While we effectively endorse Thomas' challenge to Farmer's fee award, her victory likely comes at a cost. Even though we vacate and remand for a reexamination of a significant number of Farmer's time entries, Trustee and Farmer have prevailed in their defense against most of Thomas' arguments on appeal. Thus, Trustee and Farmer may have a proper basis to seek supplemental compensation and expenses for their efforts in this appeal. Smith v. Edwards & Hale (In re Smith), 317 F.3d 918, 928 (9th Cir. 2002) (" Failure to grant fees for successfully defending challenges to an authorized fee application would dilute fee awards, in violation of section 330(a), and thus would reduce the effective compensation of bankruptcy attorneys below the compensation available to attorneys generally"); see also Nucorp, 764 F.2d at 661.
Although Thomas prevailed in the state court, she did not emerge unscathed. The state court noted that Thomas' claim of ownership of the Property was inconsistent with her position in her bankruptcy case in which she did not claim ownership. In the state court's words, " The Court is skeptical concerning [Thomas'] professed ignorance and naievete concerning her obviously improper attempts to evade her creditors."
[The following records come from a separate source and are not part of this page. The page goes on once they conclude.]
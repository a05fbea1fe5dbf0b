//! Common type definitions.
//!
//! All entity ids are surrogate integers assigned by the database (`GENERATED ALWAYS AS
//! IDENTITY` columns), wrapped in type aliases so signatures say which table they point at:
//!
//! - [`UserId`]: admin user account
//! - [`TokenId`]: issued bearer token row
//! - [`FoodId`]: catalog food
//! - [`TasteId`]: taste vocabulary entry
//! - [`CountryId`]: country vocabulary entry
//!
//! The [`active_flag`] serde helper keeps the historical 0/1 encoding of the user active flag on
//! the wire while the rest of the code works with `bool`.

pub type UserId = i32;
pub type TokenId = i32;
pub type FoodId = i32;
pub type TasteId = i32;
pub type CountryId = i32;

/// Convert the stored 0/1 active column into a bool. Anything non-zero counts as active.
pub fn flag_to_bool(flag: i32) -> bool {
    flag != 0
}

/// Convert a bool into the stored 0/1 active column.
pub fn bool_to_flag(active: bool) -> i32 {
    i32::from(active)
}

/// Serialize a `bool` as `0`/`1`, and accept `0`/`1` or `true`/`false` on input.
pub mod active_flag {
    use serde::{Deserialize, Deserializer, Serializer, de};

    pub fn serialize<S: Serializer>(value: &bool, serializer: S) -> Result<S::Ok, S::Error> {
        serializer.serialize_i32(super::bool_to_flag(*value))
    }

    pub fn deserialize<'de, D: Deserializer<'de>>(deserializer: D) -> Result<bool, D::Error> {
        #[derive(Deserialize)]
        #[serde(untagged)]
        enum Flag {
            Int(i64),
            Bool(bool),
        }

        match Flag::deserialize(deserializer)? {
            Flag::Bool(b) => Ok(b),
            Flag::Int(0) => Ok(false),
            Flag::Int(1) => Ok(true),
            Flag::Int(other) => Err(de::Error::custom(format!("active flag must be 0 or 1, got {other}"))),
        }
    }
}
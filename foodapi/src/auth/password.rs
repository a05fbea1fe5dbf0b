//! Password hashing and verification.

use argon2::{
    Algorithm, Argon2, Params, Version,
    password_hash::{PasswordHash, PasswordHasher, PasswordVerifier, SaltString, rand_core::OsRng},
};

use crate::config::PasswordConfig;
use crate::errors::Error;

/// Argon2 hashing parameters.
#[derive(Debug, Clone, Copy, PartialEq, Eq)]
pub struct Argon2Params {
    pub memory_kib: u32,
    pub iterations: u32,
    pub parallelism: u32,
}

impl Argon2Params {
    /// Create Argon2 instance with these parameters.
    fn to_argon2(self) -> Result<Argon2<'static>, Error> {
        let params = Params::new(self.memory_kib, self.iterations, self.parallelism, None).map_err(|e| Error::Internal {
            operation: format!("create argon2 params: {e}"),
        })?;

        Ok(Argon2::new(Algorithm::Argon2id, Version::V0x13, params))
    }
}

impl Default for Argon2Params {
    /// Secure defaults for production (Argon2id RFC recommendations)
    fn default() -> Self {
        Self {
            memory_kib: 19456, // 19 MB
            iterations: 2,
            parallelism: 1,
        }
    }
}

impl From<&PasswordConfig> for Argon2Params {
    fn from(config: &PasswordConfig) -> Self {
        Self {
            memory_kib: config.argon2_memory_kib,
            iterations: config.argon2_iterations,
            parallelism: config.argon2_parallelism,
        }
    }
}

/// Hash a string using Argon2.
///
/// Uses the provided parameters or secure defaults if None.
pub fn hash_string_with_params(input: &str, params: Option<Argon2Params>) -> Result<String, Error> {
    let salt = SaltString::generate(&mut OsRng);
    let argon2 = params.unwrap_or_default().to_argon2()?;

    let hash = argon2.hash_password(input.as_bytes(), &salt).map_err(|e| Error::Internal {
        operation: format!("hash string: {e}"),
    })?;

    Ok(hash.to_string())
}

/// Hash a string using Argon2 with default secure parameters.
pub fn hash_string(input: &str) -> Result<String, Error> {
    hash_string_with_params(input, None)
}

/// Verify a string against a hash.
///
/// Note: Verification uses the parameters embedded in the hash itself.
pub fn verify_string(input: &str, hash: &str) -> Result<bool, Error> {
    let parsed_hash = PasswordHash::new(hash).map_err(|e| Error::Internal {
        operation: format!("parse hash: {e}"),
    })?;

    // Verification always uses params from the hash
    let argon2 = Argon2::default();
    Ok(argon2.verify_password(input.as_bytes(), &parsed_hash).is_ok())
}

/// Check a new password against the configured length bounds.
pub fn validate_password(password: &str, config: &PasswordConfig) -> Result<(), Error> {
    let len = password.chars().count();
    if len < config.min_length {
        return Err(Error::BadRequest {
            message: format!("Password must be at least {} characters", config.min_length),
        });
    }
    if len > config.max_length {
        return Err(Error::BadRequest {
            message: format!("Password must be at most {} characters", config.max_length),
        });
    }
    Ok(())
}
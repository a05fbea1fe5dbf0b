//! Authentication for the admin surface.
//!
//! Users log in with email and password at `/users/login` and receive an opaque bearer token.
//! Only the SHA-256 of the token is stored. A token authenticates while it is unexpired and its
//! user is active; logging out, deactivating the user or deleting the user revokes it.
//!
//! # Modules
//!
//! - [`current_user`]: Extractor for getting the authenticated user in handlers
//! - [`middleware`]: Route protection middleware for `/admin`
//! - [`password`]: Password hashing and verification using Argon2
//! - [`tokens`]: Token generation, hashing and `Authorization` header parsing
//!
//! # Usage in Handlers
//!
//! ```ignore
//! use foodapi::api::models::users::CurrentUser;
//! use axum::extract::State;
//!
//! async fn protected_handler(
//!     State(state): State<AppState>,
//!     user: CurrentUser,
//! ) -> Result<String, Error> {
//!     Ok(format!("Hello, {}!", user.first_name))
//! }
//! ```

pub mod current_user;
pub mod middleware;
pub mod password;
pub mod tokens;
impl Application {
    /// Create a new application instance with all resources initialized
    pub async fn new(config: Config) -> anyhow::Result<Self> {
        Self::new_with_pool(config, None).await
    }

    /// As [`Application::new`], reusing an existing pool if one is given
    pub async fn new_with_pool(config: Config, pool: Option<PgPool>) -> anyhow::Result<Self> {
        debug!("Starting foodapi with configuration: {:#?}", config);

        let pool = setup_database(&config, pool).await?;

        let shutdown_token = tokio_util::sync::CancellationToken::new();
        let bg_services = setup_background_services(pool.clone(), &config, shutdown_token);

        let app_state = AppState::builder().db(pool.clone()).config(config.clone()).build();
        let router = build_router(&app_state)?;

        Ok(Self {
            router,
            config,
            pool,
            bg_services,
        })
    }

    /// Convert application into a test server (for tests)
    #[cfg(test)]
    pub fn into_test_server(self) -> (axum_test::TestServer, BackgroundServices) {
        let server = axum_test::TestServer::new(self.router).expect("Failed to create test server");
        (server, self.bg_services)
    }

    /// Start serving the application
    pub async fn serve<F>(self, shutdown: F) -> anyhow::Result<()>
    where
        F: std::future::Future<Output = ()> + Send + 'static,
    {
        let bind_addr = self.config.bind_address();
        let listener = TcpListener::bind(&bind_addr).await?;
        info!(
            "foodapi listening on http://{}, available at http://localhost:{}",
            bind_addr, self.config.port
        );

        axum::serve(listener, self.router.into_make_service())
            .with_graceful_shutdown(shutdown)
            .await?;

        // Shutdown background services and wait for tasks to complete
        self.bg_services.shutdown().await;

        info!("Closing database connections...");
        self.pool.close().await;

        Ok(())
    }
}
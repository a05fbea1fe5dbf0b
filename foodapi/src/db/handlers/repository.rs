//! Base repository trait for database operations.

/// Contains the Repository trait.
///
/// A repository is a data access layer for a postgres table. It provides methods for creating,
/// reading, updating, and deleting entities, as well as listing them with simple filters.
///
/// Entity-specific lookups (by email, by slug, by token) live as inherent methods on each
/// repository.
use crate::db::errors::Result;

/// Base repository trait providing common database operations
///
/// This trait has separate associated types for create requests, update requests, and responses.
#[async_trait::async_trait]
pub trait Repository {
    /// The request type for creating entities
    type CreateRequest;

    /// The request type for updating entities
    type UpdateRequest;

    /// The response/DTO type returned by operations
    type Response;

    /// The identifier type for lookups
    type Id: Send + Sync;

    /// The filter type for list operations
    type Filter: Send + Sync;

    /// Create a new entity
    async fn create(&mut self, request: &Self::CreateRequest) -> Result<Self::Response>;

    /// Get an entity by ID
    async fn get_by_id(&mut self, id: Self::Id) -> Result<Option<Self::Response>>;

    /// List entities with filtering and pagination
    async fn list(&mut self, filter: &Self::Filter) -> Result<Vec<Self::Response>>;

    /// Delete an entity by ID
    async fn delete(&mut self, id: Self::Id) -> Result<bool>;

    /// Update an entity by ID
    async fn update(&mut self, id: Self::Id, request: &Self::UpdateRequest) -> Result<Self::Response>;
}
//! Game engine for cubic tic-tac-toe.
//!
//! The engine owns one board, one turn/phase state and a shared line
//! catalog. Each accepted move only inspects the lines through its own
//! cell; the full-board rescan in [`crate::rules::check_winner`] is kept as
//! an oracle for tests.

use crate::action::Move;
use crate::board::Board;
use crate::error::GameError;
#[cfg(debug_assertions)]
use crate::invariants::assert_invariants;
use crate::lines::{Line, WinLineCatalog};
use crate::rules::winning_line_through;
use crate::score::Scoreboard;
use crate::types::{Coord, Player};
use serde::{Deserialize, Serialize};
use std::sync::Arc;
use tracing::{debug, info, instrument, warn};

/// Phase of a game.
///
/// `Won` and `Draw` are terminal: only [`GameEngine::reset`] leaves them.
#[derive(Debug, Clone, PartialEq, Eq, Serialize, Deserialize)]
pub enum Phase {
    /// Game is ongoing.
    InProgress,
    /// A player completed a line.
    Won {
        /// The winning player.
        winner: Player,
        /// The first completed line in catalog order.
        line: Line,
    },
    /// Board filled without a completed line.
    Draw,
}

impl Phase {
    /// Returns true for `Won` and `Draw`.
    pub fn is_over(&self) -> bool {
        !matches!(self, Phase::InProgress)
    }

    /// Returns the winner if there is one.
    pub fn winner(&self) -> Option<Player> {
        match self {
            Phase::Won { winner, .. } => Some(*winner),
            _ => None,
        }
    }
}

/// Result of an accepted move.
#[derive(Debug, Clone, PartialEq, Eq, Serialize, Deserialize)]
pub enum MoveOutcome {
    /// Game continues; the given player moves next.
    Continue(Player),
    /// The mover completed `line`.
    Won {
        /// The player who just moved.
        player: Player,
        /// The completed line.
        line: Line,
    },
    /// The move filled the board without completing a line.
    Draw,
}

/// Read-only view of a game for rendering.
#[derive(Debug, Clone, PartialEq, Eq, Serialize, Deserialize)]
pub struct GameSnapshot {
    /// Copy of the board.
    pub board: Board,
    /// Player to move (the winner, once won).
    pub current_player: Player,
    /// Current phase.
    pub phase: Phase,
    /// Moves accepted since the last reset.
    pub moves_played: usize,
}

/// Cubic tic-tac-toe game engine.
#[derive(Debug, Clone)]
pub struct GameEngine {
    catalog: Arc<WinLineCatalog>,
    board: Board,
    starting_player: Player,
    current_player: Player,
    phase: Phase,
    history: Vec<Move>,
    scores: Scoreboard,
}

impl GameEngine {
    /// Creates a new N×N×N game with X moving first.
    ///
    /// # Errors
    ///
    /// Returns `GameError::InvalidBoardSize` for unsupported sizes.
    #[instrument]
    pub fn new(size: usize) -> Result<Self, GameError> {
        Self::with_starting_player(size, Player::X)
    }

    /// Creates a new game where `starting_player` moves first.
    #[instrument]
    pub fn with_starting_player(size: usize, starting_player: Player) -> Result<Self, GameError> {
        let catalog = Arc::new(WinLineCatalog::new(size)?);
        Ok(Self::with_catalog(catalog, starting_player))
    }

    /// Creates a new game on an existing catalog.
    ///
    /// The catalog depends only on the board size, so engines of the same
    /// size can share one.
    #[instrument(skip(catalog), fields(size = catalog.size()))]
    pub fn with_catalog(catalog: Arc<WinLineCatalog>, starting_player: Player) -> Self {
        info!("Creating new cubic tic-tac-toe game");
        Self {
            board: Board::new(catalog.size()),
            catalog,
            starting_player,
            current_player: starting_player,
            phase: Phase::InProgress,
            history: Vec::new(),
            scores: Scoreboard::default(),
        }
    }

    /// Rebuilds a game from a move list.
    ///
    /// The first move decides who started; every later move must belong to
    /// the player on turn.
    ///
    /// # Errors
    ///
    /// `WrongPlayer` for an out-of-turn move, plus anything
    /// [`apply_move`](Self::apply_move) can return.
    #[instrument(skip(moves), fields(moves = moves.len()))]
    pub fn replay(size: usize, moves: &[Move]) -> Result<Self, GameError> {
        let first = moves.first().map_or(Player::X, |m| m.player);
        let mut engine = Self::with_starting_player(size, first)?;
        for mov in moves {
            if engine.phase.is_over() {
                return Err(GameError::GameAlreadyOver);
            }
            if mov.player != engine.current_player {
                warn!(%mov, expected = %engine.current_player, "Replayed move out of turn");
                return Err(GameError::WrongPlayer(mov.player));
            }
            engine.apply_move(mov.coord)?;
        }
        Ok(engine)
    }

    /// Places the current player's mark at `coord`.
    ///
    /// # Errors
    ///
    /// - `GameAlreadyOver` once the game is won or drawn
    /// - `InvalidMove` for coordinates outside the cube
    /// - `CellOccupied` if the cell already holds a mark
    ///
    /// Nothing is mutated on error.
    #[instrument(skip(self), fields(player = %self.current_player))]
    pub fn apply_move(&mut self, coord: Coord) -> Result<MoveOutcome, GameError> {
        if self.phase.is_over() {
            warn!("Move rejected: game is already over");
            return Err(GameError::GameAlreadyOver);
        }

        let player = self.current_player;
        if let Err(e) = self.board.set(coord, player) {
            warn!(error = %e, "Move rejected");
            return Err(e);
        }
        self.history.push(Move::new(player, coord));

        let outcome = if let Some(line) = winning_line_through(&self.board, &self.catalog, coord, player) {
            info!(winner = %player, moves = self.history.len(), "Game won");
            let line = line.clone();
            self.scores.record_win(player);
            self.phase = Phase::Won {
                winner: player,
                line: line.clone(),
            };
            MoveOutcome::Won { player, line }
        } else if self.board.is_full() {
            info!(moves = self.history.len(), "Game drawn");
            self.scores.record_draw();
            self.phase = Phase::Draw;
            MoveOutcome::Draw
        } else {
            self.current_player = player.opponent();
            debug!(next = %self.current_player, "Turn passes");
            MoveOutcome::Continue(self.current_player)
        };

        #[cfg(debug_assertions)]
        assert_invariants(self);

        Ok(outcome)
    }

    /// Clears the board and history and hands the first move back to the
    /// starting player. The catalog and the scoreboard are kept.
    #[instrument(skip(self), fields(size = self.size()))]
    pub fn reset(&mut self) {
        info!("Resetting game");
        self.board.reset();
        self.history.clear();
        self.current_player = self.starting_player;
        self.phase = Phase::InProgress;
    }

    /// Snapshot of board, turn and phase.
    pub fn current_state(&self) -> GameSnapshot {
        GameSnapshot {
            board: self.board.clone(),
            current_player: self.current_player,
            phase: self.phase.clone(),
            moves_played: self.history.len(),
        }
    }

    /// Edge length of the cube.
    pub fn size(&self) -> usize {
        self.board.size()
    }

    /// The board.
    pub fn board(&self) -> &Board {
        &self.board
    }

    /// The shared line catalog.
    pub fn catalog(&self) -> &Arc<WinLineCatalog> {
        &self.catalog
    }

    /// Player to move.
    pub fn current_player(&self) -> Player {
        self.current_player
    }

    /// Player who moves first after every reset.
    pub fn starting_player(&self) -> Player {
        self.starting_player
    }

    /// Current phase.
    pub fn phase(&self) -> &Phase {
        &self.phase
    }

    /// Moves accepted since the last reset.
    pub fn history(&self) -> &[Move] {
        &self.history
    }

    /// Number of moves accepted since the last reset.
    pub fn moves_played(&self) -> usize {
        self.history.len()
    }

    /// Results of every finished game on this engine.
    pub fn scoreboard(&self) -> &Scoreboard {
        &self.scores
    }

    #[cfg(test)]
    pub(crate) fn board_mut(&mut self) -> &mut Board {
        &mut self.board
    }
}

#[cfg(test)]
mod tests {
    use super::*;

    fn play(engine: &mut GameEngine, coords: &[(usize, usize, usize)]) -> MoveOutcome {
        let mut last = None;
        for c in coords {
            last = Some(engine.apply_move((*c).into()).unwrap());
        }
        last.unwrap()
    }

    #[test]
    fn test_new_game_starts_in_progress() {
        let engine = GameEngine::new(3).unwrap();
        let state = engine.current_state();
        assert_eq!(state.phase, Phase::InProgress);
        assert_eq!(state.current_player, Player::X);
        assert_eq!(state.moves_played, 0);
        assert_eq!(engine.catalog().len(), 49);
    }

    #[test]
    fn test_invalid_sizes_rejected() {
        assert_eq!(GameEngine::new(2).unwrap_err(), GameError::InvalidBoardSize(2));
        assert_eq!(GameEngine::new(1).unwrap_err(), GameError::InvalidBoardSize(1));
    }

    #[test]
    fn test_turn_alternates() {
        let mut engine = GameEngine::new(3).unwrap();
        assert_eq!(
            engine.apply_move(Coord::new(0, 0, 0)),
            Ok(MoveOutcome::Continue(Player::O))
        );
        assert_eq!(
            engine.apply_move(Coord::new(1, 0, 0)),
            Ok(MoveOutcome::Continue(Player::X))
        );
        assert_eq!(engine.history()[1], Move::new(Player::O, (1, 0, 0)));
    }

    #[test]
    fn test_out_of_range_move_is_invalid() {
        let mut engine = GameEngine::new(3).unwrap();
        let coord = Coord::new(0, 3, 0);
        assert_eq!(engine.apply_move(coord), Err(GameError::InvalidMove(coord)));
        assert_eq!(engine.current_player(), Player::X);
        assert_eq!(engine.moves_played(), 0);
    }

    #[test]
    fn test_win_does_not_advance_turn() {
        let mut engine = GameEngine::new(3).unwrap();
        let outcome = play(
            &mut engine,
            &[(0, 0, 0), (0, 1, 0), (1, 0, 0), (0, 2, 0), (2, 0, 0)],
        );
        assert!(matches!(outcome, MoveOutcome::Won { player: Player::X, .. }));
        assert_eq!(engine.current_player(), Player::X);
        assert_eq!(engine.phase().winner(), Some(Player::X));
        assert_eq!(engine.scoreboard().wins(Player::X), 1);
    }

    #[test]
    fn test_reset_keeps_catalog_and_scores() {
        let mut engine = GameEngine::with_starting_player(3, Player::O).unwrap();
        play(
            &mut engine,
            &[(0, 0, 0), (0, 1, 0), (1, 0, 0), (0, 2, 0), (2, 0, 0)],
        );
        let catalog = Arc::clone(engine.catalog());
        engine.reset();

        assert!(Arc::ptr_eq(&catalog, engine.catalog()));
        assert_eq!(engine.phase(), &Phase::InProgress);
        assert_eq!(engine.current_player(), Player::O);
        assert_eq!(engine.board().filled(), 0);
        assert!(engine.history().is_empty());
        assert_eq!(engine.scoreboard().wins(Player::O), 1);
    }

    #[test]
    fn test_shared_catalog_engines_are_independent() {
        let catalog = Arc::new(WinLineCatalog::new(3).unwrap());
        let mut first = GameEngine::with_catalog(Arc::clone(&catalog), Player::X);
        let second = GameEngine::with_catalog(catalog, Player::X);
        first.apply_move(Coord::new(1, 1, 1)).unwrap();
        assert_eq!(second.board().filled(), 0);
        assert!(Arc::ptr_eq(first.catalog(), second.catalog()));
    }

    #[test]
    fn test_replay_rejects_out_of_turn_move() {
        let moves = [
            Move::new(Player::X, (0, 0, 0)),
            Move::new(Player::X, (1, 1, 1)),
        ];
        assert_eq!(
            GameEngine::replay(3, &moves).unwrap_err(),
            GameError::WrongPlayer(Player::X)
        );
    }

    #[test]
    fn test_replay_rejects_moves_after_win() {
        let moves = [
            Move::new(Player::X, (0, 0, 0)),
            Move::new(Player::O, (0, 1, 0)),
            Move::new(Player::X, (1, 0, 0)),
            Move::new(Player::O, (0, 2, 0)),
            Move::new(Player::X, (2, 0, 0)),
            Move::new(Player::O, (2, 2, 2)),
        ];
        assert_eq!(
            GameEngine::replay(3, &moves).unwrap_err(),
            GameError::GameAlreadyOver
        );
    }

    #[test]
    fn test_snapshot_serializes() {
        let mut engine = GameEngine::new(3).unwrap();
        engine.apply_move(Coord::new(2, 1, 0)).unwrap();
        let json = serde_json::to_string(&engine.current_state()).unwrap();
        let back: GameSnapshot = serde_json::from_str(&json).unwrap();
        assert_eq!(back, engine.current_state());
    }

    #[test]
    fn test_snapshot_with_truncated_board_is_rejected() {
        let engine = GameEngine::new(3).unwrap();
        let mut value = serde_json::to_value(engine.current_state()).unwrap();
        value["board"]["cells"] = serde_json::json!(["Empty"]);
        assert!(serde_json::from_value::<GameSnapshot>(value).is_err());
    }

    #[test]
    fn test_engine_on_deserialized_catalog() {
        assert!(serde_json::from_str::<WinLineCatalog>(r#"{"size":2,"lines":[],"through":[]}"#).is_err());

        let catalog: WinLineCatalog =
            serde_json::from_str(r#"{"size":3,"lines":[],"through":[]}"#).unwrap();
        let mut engine = GameEngine::with_catalog(Arc::new(catalog), Player::X);
        assert_eq!(
            engine.apply_move(Coord::new(0, 0, 0)).unwrap(),
            MoveOutcome::Continue(Player::O)
        );
    }
}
Thomas has also challenged, in both the bankruptcy court and in this appeal, whether Farmer has billed for services which should properly have been performed by the Chapter 7 trustee. We can not find in the record where the bankruptcy court addressed this issue. Again, because of the lumped entries, we are also unable to evaluate this objection. Presumably, with proper time documentation, the bankruptcy court can assess the propriety of Trustee's delegation of duties to his counsel. See, § 328(b) (prohibiting compensation to an attorney " for performance of any of the trustee's duties that are generally performed by a trustee without the assistance of an attorney . . . ."); Garcia, 335 B.R. at 725.